Another important issue that we cannot ignore is the use of correct diagnostic algorithm. Our patient underwent cardiac biopsy at the second hospital, and finally underwent scintigraphy and mass spectrometry at our hospital. According to the recommendations made by the Working Group on Myocardial and Pericardial Disease, when cardiac amyloidosis is suspected, 99mTc-PYP/DPD/HMDP scintigraphy and M protein assessment can be performed first. Further diagnostic strategy depends on the findings of these tests[Citation8].

99mTc-PYP/DPD/HMDP may be useful in grade 2–3 myocardial radiotracer uptake in ATTRv amyloidosis, whereas in AL amyloidosis, it is always in grade 0–1 myocardial radiotracer uptake [Citation9]. The results of cardiac uptake in our patient revealed grade 3 uptake, and this finding is consistent with ATTR cardiac amyloidosis.

Vrana et al. [Citation10]. reported that laser microdissection and mass spectrometry (LMD/MS) successfully identified amyloid types in 40 of 41 cases (98%) and that IHC provided information on fibril protein type in 15 of 36 cases (42%). When both methods were informative, the concordance between the results of LMD/MS and IHC was 100%. In the retrospective analysis of 320 samples, where IHC was used for amyloid identification, the amyloid type detected by LMD/MS agreed with IHC results in 91% of the samples. Additionally, the amyloid fibril protein was identified by LMD/MS in 80% (255 of 320) cases that could not be typed by IHC[Citation7]. Based on these results, LMD/MS has been proposed as the gold standard for the diagnosis of amyloidosis [Citation4].

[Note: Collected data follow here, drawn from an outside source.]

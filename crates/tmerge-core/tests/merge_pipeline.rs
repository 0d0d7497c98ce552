use std::fs;
use std::path::Path;
use tmerge_core::{save_csv, BlockStatus, DirectorySource, MergeEngine, MergePlan, TemplateSchema};

const TEMPLATE: &str = "record_id,redcap_repeat_instrument,redcap_repeat_instance,\
patient_id,sleep_score,complete,\
date_fb,steps,fitbit_complete,\
start_time_fitbit_dc5002,minutes_asleep,fitbit_f530f4_complete,\
date_iq,pm25,aqi,pm1,pm10,temp,humidity,co2,iq_air_complete,\
unused\n";

fn write(dir: &Path, name: &str, content: &str) {
    fs::write(dir.join(name), content).unwrap();
}

fn subject_folder(root: &Path) -> std::path::PathBuf {
    let folder = root.join("2024_P017_baseline");
    fs::create_dir_all(&folder).unwrap();
    fs::create_dir_all(root.join("2024_P018_baseline")).unwrap();

    write(&folder, "SIReport_P017_night1.csv", "patient_id,sleep_score\nP017,81\n");
    write(&folder, "SIReport_P017_night2.csv", "patient_id,sleep_score\nP017,77\n");

    let export = [
        "Body",
        "Activities",
        "Date,Steps",
        r#"2024-01-01,"8,204""#,
        r#"2024-01-02,"9,100""#,
        "",
        "Sleep",
        "Start Time,Minutes Asleep",
        r#"2024-01-02 23:10,"412""#,
        r#"2024-01-01 22:45,"398""#,
        "Food Log 20240101",
        "Daily Totals",
    ]
    .join("\n");
    write(&folder, "P017_fitbit_export_202401.csv", &export);

    let header = "Date;Time;PM2_5(ug/m3);AQI(US);PM1(ug/m3);PM10(ug/m3);Temperature(F);Humidity(%RH);CO2(ppm)";
    write(
        &folder,
        "P017_AirVisual_values_a.txt",
        &format!("{header}\n2024-01-01;00:00;4;10;2;6;70;40;400\n2024-01-01;00:05;6;20;3;8;71;42;420\n"),
    );
    write(
        &folder,
        "P017_AirVisual_values_b.txt",
        &format!("{header}\n2024-01-02;00:00;8;30;4;9;69;45;500\n"),
    );

    write(&folder, "notes.txt", "not an input");
    folder
}

fn schema(dir: &Path) -> TemplateSchema {
    let path = dir.join("template.csv");
    fs::write(&path, TEMPLATE).unwrap();
    TemplateSchema::load(&path).unwrap()
}

#[test]
fn test_directory_merge_to_csv() {
    let root = tempfile::tempdir().unwrap();
    subject_folder(root.path());
    let schema = schema(root.path());

    let source = DirectorySource::for_subject(root.path(), "P017").unwrap().unwrap();
    assert!(source.root().ends_with("2024_P017_baseline"));

    let plan = MergePlan::default();
    let export = plan.export.clone();
    let outcome = MergeEngine::new(plan).merge_from("P017", &source, &schema).unwrap();

    // 2 report rows, 2 activity rows, 2 sleep rows, 2 air days
    assert_eq!(outcome.template.row_count(), 8);
    assert!(outcome.report.skipped_files.is_empty());
    assert_eq!(outcome.report.skipped_blocks().count(), 0);
    assert_eq!(
        outcome.report.block("iq_air").map(|b| &b.status),
        Some(&BlockStatus::Appended { first_row: 6, rows: 2 })
    );

    let out = root.path().join("ImportTemplate_P017.csv");
    save_csv(&outcome.template, &out, &export).unwrap();
    let text = fs::read_to_string(&out).unwrap();
    let lines: Vec<&str> = text.lines().collect();

    assert_eq!(lines.len(), 9);
    assert!(lines[0].ends_with("co2,iq_air_complete"));
    assert_eq!(lines[1], "P017,sleepimage_ring,1,P017,81,2,,,,,,,,,,,,,,,");
    assert_eq!(lines[3], "P017,fitbit,1,,,,2024-01-01,\"8,204\",2,,,,,,,,,,,,");
    assert_eq!(lines[5], "P017,fitbit_f530f4,1,,,,,,,2024-01-01 22:45,398,2,,,,,,,,,");
    assert_eq!(
        lines[7],
        "P017,iq_air,1,,,,,,,,,,2024-01-01,5.0,15.0,2.5,7.0,70.5,41.0,410.0,2"
    );
}

#[test]
fn test_merge_is_idempotent_across_runs() {
    let root = tempfile::tempdir().unwrap();
    subject_folder(root.path());
    let schema = schema(root.path());
    let source = DirectorySource::for_subject(root.path(), "P017").unwrap().unwrap();
    let engine = MergeEngine::default();

    let first = engine.merge_from("P017", &source, &schema).unwrap();
    let second = engine.merge_from("P017", &source, &schema).unwrap();

    assert_eq!(first.template, second.template);
}

#[test]
fn test_subject_without_files_gives_empty_template() {
    let root = tempfile::tempdir().unwrap();
    subject_folder(root.path());
    let schema = schema(root.path());

    let source = DirectorySource::for_subject(root.path(), "P018").unwrap().unwrap();
    let outcome = MergeEngine::default().merge_from("P018", &source, &schema).unwrap();

    assert_eq!(outcome.template.row_count(), 0);
    assert!(!outcome.report.has_data());

    let mut out = Vec::new();
    tmerge_core::write_csv(&outcome.template, &mut out, &MergePlan::default().export).unwrap();
    assert_eq!(String::from_utf8(out).unwrap().lines().count(), 1);
}

#[test]
fn test_unknown_subject_folder() {
    let root = tempfile::tempdir().unwrap();
    subject_folder(root.path());

    assert!(DirectorySource::for_subject(root.path(), "P999").unwrap().is_none());
}

#[test]
fn test_stale_plan_column_is_fatal() {
    let root = tempfile::tempdir().unwrap();
    subject_folder(root.path());
    let schema = TemplateSchema::new(["record_id", "redcap_repeat_instrument", "redcap_repeat_instance"]).unwrap();
    let source = DirectorySource::for_subject(root.path(), "P017").unwrap().unwrap();

    let err = MergeEngine::default().merge_from("P017", &source, &schema).unwrap_err();

    assert!(err.is_fatal());
}

#[test]
fn test_same_file_name_in_two_nights_merges_both() {
    let root = tempfile::tempdir().unwrap();
    let schema = schema(root.path());
    for (night, score) in [("night1", 81), ("night2", 77)] {
        let folder = root.path().join("2024_P020_baseline").join(night);
        fs::create_dir_all(&folder).unwrap();
        write(&folder, "SIReport_P020.csv", &format!("patient_id,sleep_score\nP020,{score}\n"));
    }

    let source = DirectorySource::for_subject(root.path(), "P020").unwrap().unwrap();
    let outcome = MergeEngine::default().merge_from("P020", &source, &schema).unwrap();

    assert_eq!(outcome.template.row_count(), 2);
    assert!(outcome.report.skipped_files.is_empty());
    let scores: Vec<String> = (0..2)
        .map(|r| outcome.template.cell(r, "sleep_score").unwrap().to_string_value())
        .collect();
    assert_eq!(scores, vec!["81", "77"]);
}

TTR gene sequencing is mandatory in cases of highly suspicious ATTRv amyloidosis based on the clinical presentation and imaging findings [Citation11]. Further, ATTRv amyloidosis can be excluded if TTR genetic testing reveals no mutations [Citation12]. Notably, a multiracial Southeast Asian cohort study examining ATTRv reported Ala97Ser (p.Ala117Ser) as the most common variant identified in 14 patients, accounting for 66.7% of the Chinese patients and 48.3% of the entire cohort. Parental history was positive in all patients. Patients with Ala97Ser (p.Ala117Ser) mutation had an early disease course (age < 50 years) and presented with neurological dysfunction as the first symptom, and they developed cardiac symptoms 2–9 years later [Citation13, Citation14]. Another single-centre retrospective study reported that the Ala97Ser mutation was the most common cause of ATTRv in southern China [Citation15]. Similarly, the present case, originating from southern China, carried the Ala97Ser mutation. In amyloidosis, false-positive results by immunohistochemical staining are rare, and this condition cannot be only confirmed by IHC after Congo red staining. Therefore, it is important to further identify amyloidogenic precursor proteins that lead to amyloidosis through different methods, such as gene sequencing and LMD/MS. However, LMD/MS is expensive and time-consuming, which is not a routine in clinical practice. In addition, LMD/MS requires manual and subjective interpretation of mass spectrometric data by an expert [Citation16]. Therefore, we look forward to more accurate and simpler detection methods in clinical practice in the future.

Statement of Ethics

This study protocol was reviewed and approved by the committee name and affiliation of Shenzhen Luohu Hospital Group, Luohu People's Hospital.

Consent

The patient provided written informed consent for the publication of this case, including the publication of images.

Acknowledgements

The authors thank this patient for his cooperation in this study. Author Contributions: Jiao Chen was responsible for project progress, collection of data and writing of the manuscript. Haifei Chen was responsible for project design, overall planning. Lingyun Zhou, Danbo Liu, Fang Du and Hongxian Xiang were responsible for patient management.

Disclosure statement

No potential conflict of interest was reported by the author(s).

Data Availability Statement

All data generated or analysed during this study are included in this article. Further enquiries should be directed to the corresponding author.